Understanding GST in E-BillR
E-BillR applies Indian GST rules automatically so your invoices are tax-correct. Here's what happens behind the scenes.
CGST + SGST vs IGST
GST routing is based on the explicitly selected states of your company and the client — not guessed from a GSTIN prefix or address text.
Both your Business Profile (in Settings) and each customer have a dedicated State (place of supply) dropdown. E-BillR compares those two values on every invoice and applies one of three outcomes:
- Same state (intra-state) — the tax is split into CGST and SGST, each half the GST rate. An 18% slab becomes 9% CGST + 9% SGST.
- Different state (inter-state) — the full rate is charged as a single IGST line. An 18% slab becomes 18% IGST.
- Outside India (Export) — the invoice is zero-rated: no CGST, SGST, or IGST is added.
You never choose CGST/SGST/IGST manually — the engine routes it from the two selected states.
How states are set
- Your company state — select it in the State (place of supply) dropdown in Settings. Entering your GSTIN auto-fills the matching state (the first two digits of a GSTIN are its GST state code), but the dropdown is always editable.
- Client state — set in the customer record, or in the Bill to section when creating an invoice. It pre-fills from a saved customer or from the client's GSTIN, and can always be overridden.
Exports are zero-rated
Selecting Outside India (Export) as the client's state zero-rates the invoice (a zero-rated supply, as permitted for exports of services). No CGST, SGST, or IGST is added.

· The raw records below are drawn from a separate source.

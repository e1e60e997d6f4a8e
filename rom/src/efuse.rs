// Licensed under the Apache-2.0 license

//! eFuse block 0 decoding.

use crate::fuse_layout::{extract_fuse_value, Bits, FuseLayout};
use bitfield::bitfield;
use romtime::RomResult;

pub const BLOCK0_WORDS: usize = 6;
pub const KEY_PURPOSE_COUNT: usize = 6;

/// Location of one field inside block 0.
#[derive(Debug, Clone, Copy, PartialEq, Eq)]
pub struct EfuseField {
    pub name: &'static str,
    pub bit_offset: usize,
    pub layout: FuseLayout,
}

impl EfuseField {
    const fn single(name: &'static str, bit_offset: usize, bit_count: usize) -> Self {
        EfuseField {
            name,
            bit_offset,
            layout: FuseLayout::Single(Bits::new(bit_count)),
        }
    }

    const fn flag(name: &'static str, bit_offset: usize) -> Self {
        Self::single(name, bit_offset, 1)
    }

    const fn one_hot(name: &'static str, bit_offset: usize, bit_count: usize) -> Self {
        EfuseField {
            name,
            bit_offset,
            layout: FuseLayout::OneHot(Bits::new(bit_count)),
        }
    }
}

pub const WR_DIS: EfuseField = EfuseField::single("WR_DIS", 0, 32);
pub const RD_DIS: EfuseField = EfuseField::single("RD_DIS", 32, 7);
pub const DIS_RTC_RAM_BOOT: EfuseField = EfuseField::flag("DIS_RTC_RAM_BOOT", 39);
pub const DIS_ICACHE: EfuseField = EfuseField::flag("DIS_ICACHE", 40);
pub const DIS_USB_JTAG: EfuseField = EfuseField::flag("DIS_USB_JTAG", 41);
pub const DIS_DOWNLOAD_ICACHE: EfuseField = EfuseField::flag("DIS_DOWNLOAD_ICACHE", 42);
pub const DIS_USB_SERIAL_JTAG: EfuseField = EfuseField::flag("DIS_USB_SERIAL_JTAG", 43);
pub const DIS_FORCE_DOWNLOAD: EfuseField = EfuseField::flag("DIS_FORCE_DOWNLOAD", 44);
pub const SOFT_DIS_JTAG: EfuseField = EfuseField::one_hot("SOFT_DIS_JTAG", 48, 3);
pub const DIS_PAD_JTAG: EfuseField = EfuseField::flag("DIS_PAD_JTAG", 51);
pub const DIS_DOWNLOAD_MANUAL_ENCRYPT: EfuseField =
    EfuseField::flag("DIS_DOWNLOAD_MANUAL_ENCRYPT", 52);
pub const WDT_DELAY_SEL: EfuseField = EfuseField::single("WDT_DELAY_SEL", 80, 2);
pub const SPI_BOOT_CRYPT_CNT: EfuseField = EfuseField::one_hot("SPI_BOOT_CRYPT_CNT", 82, 3);
pub const SECURE_BOOT_KEY_REVOKE0: EfuseField = EfuseField::flag("SECURE_BOOT_KEY_REVOKE0", 85);
pub const SECURE_BOOT_KEY_REVOKE1: EfuseField = EfuseField::flag("SECURE_BOOT_KEY_REVOKE1", 86);
pub const SECURE_BOOT_KEY_REVOKE2: EfuseField = EfuseField::flag("SECURE_BOOT_KEY_REVOKE2", 87);
pub const KEY_PURPOSE: [EfuseField; KEY_PURPOSE_COUNT] = [
    EfuseField::single("KEY_PURPOSE_0", 88, 4),
    EfuseField::single("KEY_PURPOSE_1", 92, 4),
    EfuseField::single("KEY_PURPOSE_2", 96, 4),
    EfuseField::single("KEY_PURPOSE_3", 100, 4),
    EfuseField::single("KEY_PURPOSE_4", 104, 4),
    EfuseField::single("KEY_PURPOSE_5", 108, 4),
];
pub const SECURE_BOOT_EN: EfuseField = EfuseField::flag("SECURE_BOOT_EN", 116);
pub const SECURE_BOOT_AGGRESSIVE_REVOKE: EfuseField =
    EfuseField::flag("SECURE_BOOT_AGGRESSIVE_REVOKE", 117);
pub const FLASH_TPUW: EfuseField = EfuseField::single("FLASH_TPUW", 124, 4);
pub const DIS_DOWNLOAD_MODE: EfuseField = EfuseField::flag("DIS_DOWNLOAD_MODE", 128);
pub const DIS_USB_SERIAL_JTAG_ROM_PRINT: EfuseField =
    EfuseField::flag("DIS_USB_SERIAL_JTAG_ROM_PRINT", 130);
pub const DIS_USB_SERIAL_JTAG_DOWNLOAD_MODE: EfuseField =
    EfuseField::flag("DIS_USB_SERIAL_JTAG_DOWNLOAD_MODE", 132);
pub const ENABLE_SECURITY_DOWNLOAD: EfuseField =
    EfuseField::flag("ENABLE_SECURITY_DOWNLOAD", 133);
pub const UART_PRINT_CONTROL: EfuseField = EfuseField::single("UART_PRINT_CONTROL", 134, 2);
pub const SECURE_VERSION: EfuseField = EfuseField::single("SECURE_VERSION", 142, 16);

/// When the ROM may print on UART0.
#[derive(Debug, Clone, Copy, PartialEq, Eq)]
pub enum UartPrintControl {
    Enabled,
    EnabledWhenGpio8Low,
    EnabledWhenGpio8High,
    Disabled,
}

impl UartPrintControl {
    pub fn from_raw(raw: u32) -> Self {
        match raw & 0b11 {
            0 => UartPrintControl::Enabled,
            1 => UartPrintControl::EnabledWhenGpio8Low,
            2 => UartPrintControl::EnabledWhenGpio8High,
            _ => UartPrintControl::Disabled,
        }
    }

    pub fn allows(&self, gpio8: bool) -> bool {
        match self {
            UartPrintControl::Enabled => true,
            UartPrintControl::EnabledWhenGpio8Low => !gpio8,
            UartPrintControl::EnabledWhenGpio8High => gpio8,
            UartPrintControl::Disabled => false,
        }
    }
}

bitfield! {
    /// Security flags word reported by GET_SECURITY_INFO.
    #[derive(Clone, Copy, PartialEq, Eq, Default)]
    pub struct SecurityFlags(u32);
    impl Debug;
    pub secure_boot_en, set_secure_boot_en: 0;
    pub secure_boot_aggressive_revoke, set_secure_boot_aggressive_revoke: 1;
    pub secure_download_enable, set_secure_download_enable: 2;
    pub key_revoke0, set_key_revoke0: 3;
    pub key_revoke1, set_key_revoke1: 4;
    pub key_revoke2, set_key_revoke2: 5;
    pub soft_dis_jtag, set_soft_dis_jtag: 6;
    pub hard_dis_jtag, set_hard_dis_jtag: 7;
    pub dis_usb, set_dis_usb: 8;
    pub dis_download_dcache, set_dis_download_dcache: 9;
    pub dis_download_icache, set_dis_download_icache: 10;
}

impl SecurityFlags {
    pub fn bits(&self) -> u32 {
        self.0
    }
}

/// Snapshot of eFuse block 0.
#[derive(Debug, Clone, Copy, PartialEq, Eq, Default)]
pub struct Efuses {
    words: [u32; BLOCK0_WORDS],
}

impl Efuses {
    pub const fn new(words: [u32; BLOCK0_WORDS]) -> Self {
        Efuses { words }
    }

    pub fn words(&self) -> &[u32; BLOCK0_WORDS] {
        &self.words
    }

    pub fn read(&self, field: &EfuseField) -> RomResult<u32> {
        extract_fuse_value(&self.words, field.bit_offset, field.layout)
    }

    // every field in the table above fits inside block 0
    fn value(&self, field: &EfuseField) -> u32 {
        self.read(field).unwrap_or(0)
    }

    fn is_set(&self, field: &EfuseField) -> bool {
        self.value(field) != 0
    }

    pub fn dis_rtc_ram_boot(&self) -> bool {
        self.is_set(&DIS_RTC_RAM_BOOT)
    }

    pub fn dis_usb_serial_jtag(&self) -> bool {
        self.is_set(&DIS_USB_SERIAL_JTAG)
    }

    pub fn dis_force_download(&self) -> bool {
        self.is_set(&DIS_FORCE_DOWNLOAD)
    }

    pub fn dis_download_mode(&self) -> bool {
        self.is_set(&DIS_DOWNLOAD_MODE)
    }

    pub fn dis_usb_serial_jtag_rom_print(&self) -> bool {
        self.is_set(&DIS_USB_SERIAL_JTAG_ROM_PRINT)
    }

    pub fn dis_usb_serial_jtag_download_mode(&self) -> bool {
        self.is_set(&DIS_USB_SERIAL_JTAG_DOWNLOAD_MODE)
    }

    pub fn enable_security_download(&self) -> bool {
        self.is_set(&ENABLE_SECURITY_DOWNLOAD)
    }

    pub fn secure_boot_enabled(&self) -> bool {
        self.is_set(&SECURE_BOOT_EN)
    }

    /// Flash encryption is on while an odd number of crypt count bits are
    /// burned.
    pub fn flash_encryption_enabled(&self) -> bool {
        self.spi_boot_crypt_cnt() % 2 == 1
    }

    pub fn spi_boot_crypt_cnt(&self) -> u32 {
        self.value(&SPI_BOOT_CRYPT_CNT)
    }

    pub fn uart_print_control(&self) -> UartPrintControl {
        UartPrintControl::from_raw(self.value(&UART_PRINT_CONTROL))
    }

    pub fn secure_version(&self) -> u32 {
        self.value(&SECURE_VERSION)
    }

    pub fn key_purposes(&self) -> [u8; KEY_PURPOSE_COUNT] {
        let mut purposes = [0u8; KEY_PURPOSE_COUNT];
        for (purpose, field) in purposes.iter_mut().zip(KEY_PURPOSE.iter()) {
            *purpose = self.value(field) as u8;
        }
        purposes
    }

    /// Flash power-up wait before the first read on power-on resets.
    pub fn flash_tpuw_ms(&self) -> u32 {
        let tpuw = self.value(&FLASH_TPUW);
        if tpuw < 15 {
            tpuw
        } else {
            tpuw * 2
        }
    }

    /// RTC watchdog timeout for flash boot, in slow clock cycles.
    pub fn flash_boot_watchdog_cycles(&self) -> u32 {
        40_000 << self.value(&WDT_DELAY_SEL)
    }

    pub fn security_flags(&self) -> SecurityFlags {
        let mut flags = SecurityFlags(0);
        flags.set_secure_boot_en(self.secure_boot_enabled());
        flags.set_secure_boot_aggressive_revoke(self.is_set(&SECURE_BOOT_AGGRESSIVE_REVOKE));
        flags.set_secure_download_enable(self.enable_security_download());
        flags.set_key_revoke0(self.is_set(&SECURE_BOOT_KEY_REVOKE0));
        flags.set_key_revoke1(self.is_set(&SECURE_BOOT_KEY_REVOKE1));
        flags.set_key_revoke2(self.is_set(&SECURE_BOOT_KEY_REVOKE2));
        flags.set_soft_dis_jtag(self.value(&SOFT_DIS_JTAG) % 2 == 1);
        flags.set_hard_dis_jtag(self.is_set(&DIS_PAD_JTAG));
        flags.set_dis_usb(self.is_set(&DIS_USB_JTAG));
        flags.set_dis_download_icache(self.is_set(&DIS_DOWNLOAD_ICACHE));
        flags
    }
}

/// Builds a block 0 image with the given fields burned; used by tests and
/// the hardware model.
pub fn burn(words: &mut [u32; BLOCK0_WORDS], field: &EfuseField, value: u32) {
    let bits = field.layout.bits();
    let raw = match field.layout {
        FuseLayout::Single(_) => value,
        FuseLayout::OneHot(_) if value >= 32 => u32::MAX,
        FuseLayout::OneHot(_) => (1u32 << value) - 1,
    };
    for i in 0..bits {
        let bit = field.bit_offset + i;
        if bit / 32 >= BLOCK0_WORDS {
            break;
        }
        if (raw >> i) & 1 == 1 {
            words[bit / 32] |= 1 << (bit % 32);
        }
    }
}

#[cfg(test)]
mod tests {
    use super::*;

    fn burned(fields: &[(&EfuseField, u32)]) -> Efuses {
        let mut words = [0u32; BLOCK0_WORDS];
        for (field, value) in fields {
            burn(&mut words, field, *value);
        }
        Efuses::new(words)
    }

    #[test]
    fn test_blank_chip() {
        let efuses = Efuses::default();
        assert!(!efuses.dis_download_mode());
        assert!(!efuses.secure_boot_enabled());
        assert!(!efuses.flash_encryption_enabled());
        assert_eq!(efuses.uart_print_control(), UartPrintControl::Enabled);
        assert_eq!(efuses.flash_tpuw_ms(), 0);
        assert_eq!(efuses.security_flags(), SecurityFlags(0));
    }

    #[test]
    fn test_flag_positions() {
        let efuses = burned(&[(&DIS_DOWNLOAD_MODE, 1)]);
        assert_eq!(efuses.words()[4], 1);
        assert!(efuses.dis_download_mode());
        let efuses = burned(&[(&DIS_FORCE_DOWNLOAD, 1), (&DIS_RTC_RAM_BOOT, 1)]);
        assert_eq!(efuses.words()[1], (1 << 12) | (1 << 7));
        assert!(efuses.dis_force_download());
        assert!(efuses.dis_rtc_ram_boot());
    }

    #[test]
    fn test_crypt_cnt_parity() {
        for (count, enabled) in [(0, false), (1, true), (2, false), (3, true)] {
            let efuses = burned(&[(&SPI_BOOT_CRYPT_CNT, count)]);
            assert_eq!(efuses.spi_boot_crypt_cnt(), count);
            assert_eq!(efuses.flash_encryption_enabled(), enabled);
        }
    }

    #[test]
    fn test_flash_tpuw() {
        assert_eq!(burned(&[(&FLASH_TPUW, 3)]).flash_tpuw_ms(), 3);
        assert_eq!(burned(&[(&FLASH_TPUW, 14)]).flash_tpuw_ms(), 14);
        assert_eq!(burned(&[(&FLASH_TPUW, 15)]).flash_tpuw_ms(), 30);
    }

    #[test]
    fn test_print_control_gpio8() {
        let efuses = burned(&[(&UART_PRINT_CONTROL, 1)]);
        assert_eq!(
            efuses.uart_print_control(),
            UartPrintControl::EnabledWhenGpio8Low
        );
        assert!(efuses.uart_print_control().allows(false));
        assert!(!efuses.uart_print_control().allows(true));
        assert!(UartPrintControl::EnabledWhenGpio8High.allows(true));
        assert!(!UartPrintControl::Disabled.allows(false));
    }

    #[test]
    fn test_key_purposes_and_security_flags() {
        let efuses = burned(&[
            (&KEY_PURPOSE[0], 9),
            (&KEY_PURPOSE[5], 4),
            (&SECURE_BOOT_EN, 1),
            (&ENABLE_SECURITY_DOWNLOAD, 1),
            (&SOFT_DIS_JTAG, 1),
            (&SECURE_VERSION, 0x1234),
        ]);
        assert_eq!(efuses.key_purposes(), [9, 0, 0, 0, 0, 4]);
        let flags = efuses.security_flags();
        assert!(flags.secure_boot_en());
        assert!(flags.secure_download_enable());
        assert!(flags.soft_dis_jtag());
        assert!(!flags.hard_dis_jtag());
        assert_eq!(flags.0, 0b100_0101);
        assert_eq!(efuses.secure_version(), 0x1234);
    }

    #[test]
    fn test_watchdog_timeout_select() {
        assert_eq!(Efuses::default().flash_boot_watchdog_cycles(), 40_000);
        assert_eq!(
            burned(&[(&WDT_DELAY_SEL, 3)]).flash_boot_watchdog_cycles(),
            320_000
        );
    }
}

Why totals are always exact
E-BillR stores every money amount in paise (1/100 of a rupee) as whole integers — never as decimals. This avoids the rounding errors that creep in when money is held as floating-point numbers, so your subtotal, tax, and total always add up to the paisa.
What this means for you
Set your State (place of supply) correctly in Settings and confirm each client's state when creating an invoice. Those two selections determine whether an invoice shows CGST/SGST, IGST, or zero-rated — getting them right keeps your filings clean.